In December, a series of winter storms resulted in the Sierras getting blanketed with snow and the snowpack reaching above-average levels for the first time in years.
Also, rain for coastal areas from Santa Barbara to San Diego is still below normal, with some places getting just 33 to 50 percent of normal. Big winter storms have been replaced by warmer, summer-like conditions.
"Almost the entire state is still well-below normal levels with deficits of about 20 inches of precipitation or more," said climatologist Brian Fuchs at the National Drought Mitigation Center in Nebraska. He said the strong El Nino in the Pacific Ocean "is starting to not be as robust. The forecasts are showing that most El Nino conditions will be gone probably by spring to early summer."
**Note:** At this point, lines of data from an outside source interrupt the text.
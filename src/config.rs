//! Configuration types.

use std::path::PathBuf;
use std::str::FromStr;
use std::time::Duration;

use crate::error::ConfigError;
use crate::retry::RetryPolicy;

/// Task scheduler configuration.
#[derive(Debug, Clone)]
pub struct SchedulerConfig {
    /// Number of worker loops in the pool.
    pub workers: usize,
    /// How long terminal tasks stay queryable before eviction.
    pub retention: Duration,
    /// How often the eviction job runs.
    pub cleanup_interval: Duration,
    /// Upper bound on waiting for workers during shutdown.
    pub shutdown_timeout: Duration,
}

impl Default for SchedulerConfig {
    fn default() -> Self {
        Self {
            workers: 4,
            retention: Duration::from_secs(60),
            cleanup_interval: Duration::from_secs(60),
            shutdown_timeout: Duration::from_millis(500),
        }
    }
}

/// Request queue configuration.
#[derive(Debug, Clone)]
pub struct RequestQueueConfig {
    /// Admission cap: requests allowed in `processing` at once.
    pub max_concurrent: usize,
    pub default_max_retries: u32,
    pub default_base_delay: Duration,
    /// Terminal requests kept for status queries.
    pub history_capacity: usize,
    /// Dispatch loop fallback poll interval.
    pub poll_interval: Duration,
    pub shutdown_timeout: Duration,
    /// Template policy; per-request retries and base delay override it.
    pub retry: RetryPolicy,
}

impl Default for RequestQueueConfig {
    fn default() -> Self {
        Self {
            max_concurrent: 3,
            default_max_retries: 3,
            default_base_delay: Duration::from_secs(2),
            history_capacity: 100,
            poll_interval: Duration::from_millis(100),
            shutdown_timeout: Duration::from_secs(2),
            retry: RetryPolicy::api().with_message_heuristics(true),
        }
    }
}

/// Tiered cache configuration.
#[derive(Debug, Clone)]
pub struct CacheConfig {
    /// Directory for the durable tier.
    pub dir: PathBuf,
    pub memory_capacity: usize,
    /// Durable entries older than this are treated as missing.
    pub max_age: Duration,
    pub sweep_interval: Duration,
    pub enabled: bool,
    pub memory_enabled: bool,
    pub durable_enabled: bool,
}

impl Default for CacheConfig {
    fn default() -> Self {
        Self {
            dir: PathBuf::from("./cache"),
            memory_capacity: 100,
            max_age: Duration::from_secs(24 * 60 * 60), // 24 hours
            sweep_interval: Duration::from_secs(60 * 60), // 1 hour
            enabled: true,
            memory_enabled: true,
            durable_enabled: true,
        }
    }
}

impl CacheConfig {
    pub fn with_dir(dir: impl Into<PathBuf>) -> Self {
        Self {
            dir: dir.into(),
            ..Self::default()
        }
    }
}

/// Configuration for the whole execution core.
#[derive(Debug, Clone, Default)]
pub struct CoreConfig {
    pub scheduler: SchedulerConfig,
    pub requests: RequestQueueConfig,
    pub cache: CacheConfig,
}

impl CoreConfig {
    /// Build config from `LEXIGEN_*` environment variables over the defaults.
    pub fn from_env() -> Result<Self, ConfigError> {
        Self::from_lookup(|key| std::env::var(key).ok())
    }

    /// Same as [`CoreConfig::from_env`], reading variables through `lookup`.
    pub fn from_lookup<F>(lookup: F) -> Result<Self, ConfigError>
    where
        F: Fn(&str) -> Option<String>,
    {
        let mut config = Self::default();

        if let Some(workers) = parse_var::<usize>(&lookup, "LEXIGEN_WORKERS")? {
            config.scheduler.workers = workers;
        }
        if let Some(max) = parse_var::<usize>(&lookup, "LEXIGEN_MAX_CONCURRENT_REQUESTS")? {
            config.requests.max_concurrent = max;
        }
        if let Some(dir) = lookup("LEXIGEN_CACHE_DIR") {
            config.cache.dir = PathBuf::from(dir);
        }
        if let Some(capacity) = parse_var::<usize>(&lookup, "LEXIGEN_CACHE_CAPACITY")? {
            config.cache.memory_capacity = capacity;
        }
        if let Some(secs) = parse_var::<u64>(&lookup, "LEXIGEN_CACHE_MAX_AGE_SECS")? {
            config.cache.max_age = Duration::from_secs(secs);
        }
        if let Some(enabled) = parse_var::<bool>(&lookup, "LEXIGEN_CACHE_ENABLED")? {
            config.cache.enabled = enabled;
        }

        config.validate()?;
        Ok(config)
    }

    /// Reject values the core cannot run with.
    pub fn validate(&self) -> Result<(), ConfigError> {
        let checks = [
            (self.scheduler.workers == 0, "scheduler.workers"),
            (self.requests.max_concurrent == 0, "requests.max_concurrent"),
            (self.requests.history_capacity == 0, "requests.history_capacity"),
            (self.cache.memory_capacity == 0, "cache.memory_capacity"),
        ];

        match checks.into_iter().find(|(invalid, _)| *invalid) {
            Some((_, key)) => Err(ConfigError::InvalidValue {
                key: key.to_string(),
                message: "must be greater than zero".to_string(),
            }),
            None => Ok(()),
        }
    }
}

fn parse_var<T>(
    lookup: impl Fn(&str) -> Option<String>,
    key: &str,
) -> Result<Option<T>, ConfigError>
where
    T: FromStr,
    T::Err: std::fmt::Display,
{
    match lookup(key) {
        Some(raw) => raw
            .trim()
            .parse::<T>()
            .map(Some)
            .map_err(|e| ConfigError::InvalidValue {
                key: key.to_string(),
                message: format!("{raw:?}: {e}"),
            }),
        None => Ok(None),
    }
}

#[cfg(test)]
mod tests {
    use std::collections::HashMap;

    use super::*;

    #[test]
    fn defaults_match_expected_values() {
        let config = CoreConfig::default();
        assert_eq!(config.scheduler.workers, 4);
        assert_eq!(config.requests.max_concurrent, 3);
        assert_eq!(config.requests.default_max_retries, 3);
        assert_eq!(config.requests.default_base_delay, Duration::from_secs(2));
        assert_eq!(config.requests.history_capacity, 100);
        assert_eq!(config.cache.memory_capacity, 100);
        assert_eq!(config.cache.max_age, Duration::from_secs(86_400));
        assert!(config.requests.retry.message_heuristics);
        assert!(config.validate().is_ok());
    }

    #[test]
    fn validate_rejects_zero_workers() {
        let mut config = CoreConfig::default();
        config.scheduler.workers = 0;
        let err = config.validate().unwrap_err();
        assert!(err.to_string().contains("scheduler.workers"));
    }

    #[test]
    fn validate_rejects_zero_cache_capacity() {
        let mut config = CoreConfig::default();
        config.cache.memory_capacity = 0;
        assert!(config.validate().is_err());
    }

    fn vars(pairs: &[(&str, &str)]) -> impl Fn(&str) -> Option<String> {
        let map: HashMap<String, String> = pairs
            .iter()
            .map(|(k, v)| (k.to_string(), v.to_string()))
            .collect();
        move |key: &str| map.get(key).cloned()
    }

    #[test]
    fn missing_vars_keep_defaults() {
        let config = CoreConfig::from_lookup(vars(&[])).unwrap();
        assert_eq!(config.scheduler.workers, 4);
        assert_eq!(config.cache.dir, PathBuf::from("./cache"));
    }

    #[test]
    fn vars_override_defaults() {
        let config = CoreConfig::from_lookup(vars(&[
            ("LEXIGEN_WORKERS", " 8 "),
            ("LEXIGEN_MAX_CONCURRENT_REQUESTS", "5"),
            ("LEXIGEN_CACHE_DIR", "/tmp/lexigen"),
            ("LEXIGEN_CACHE_CAPACITY", "250"),
            ("LEXIGEN_CACHE_MAX_AGE_SECS", "3600"),
            ("LEXIGEN_CACHE_ENABLED", "false"),
        ]))
        .unwrap();
        assert_eq!(config.scheduler.workers, 8);
        assert_eq!(config.requests.max_concurrent, 5);
        assert_eq!(config.cache.dir, PathBuf::from("/tmp/lexigen"));
        assert_eq!(config.cache.memory_capacity, 250);
        assert_eq!(config.cache.max_age, Duration::from_secs(3600));
        assert!(!config.cache.enabled);
    }

    #[test]
    fn unparsable_var_is_invalid_value() {
        let err = CoreConfig::from_lookup(vars(&[("LEXIGEN_WORKERS", "many")])).unwrap_err();
        match err {
            ConfigError::InvalidValue { key, message } => {
                assert_eq!(key, "LEXIGEN_WORKERS");
                assert!(message.contains("many"));
            }
            other => panic!("unexpected error: {other}"),
        }
    }

    #[test]
    fn parsed_zero_is_rejected_by_validation() {
        let err = CoreConfig::from_lookup(vars(&[("LEXIGEN_CACHE_CAPACITY", "0")])).unwrap_err();
        assert!(err.to_string().contains("cache.memory_capacity"));
    }
}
The latest U.S. Drought Monitor readings show about 94 percent of California remains in some form of drought. That is a slight improvement from 98 percent a year ago but major regions from Sacramento and Fresno to Los Angeles and San Diego are in the worst two categories of drought.
Some of California's reservoirs also are lower than normal for this time of year. For example, Lake McClure and New Melones Lake in the Central Sierra foothills are each below 20 percent of capacity. Also, Castaic Lake in northwest Los Angeles County sits at just 26 percent of capacity. However, reservoir levels at Lake Shasta, Lake Oroville and Folsom Lake are each above 50 percent of capacity for late February.
Fuchs said forecasts are showing "the warmer temperatures that we have seen in February are anticipated to continue. He said that "does not bode well as far as accumulating snow in those upper elevations and also with the above-normal temperatures we see more water demand as well."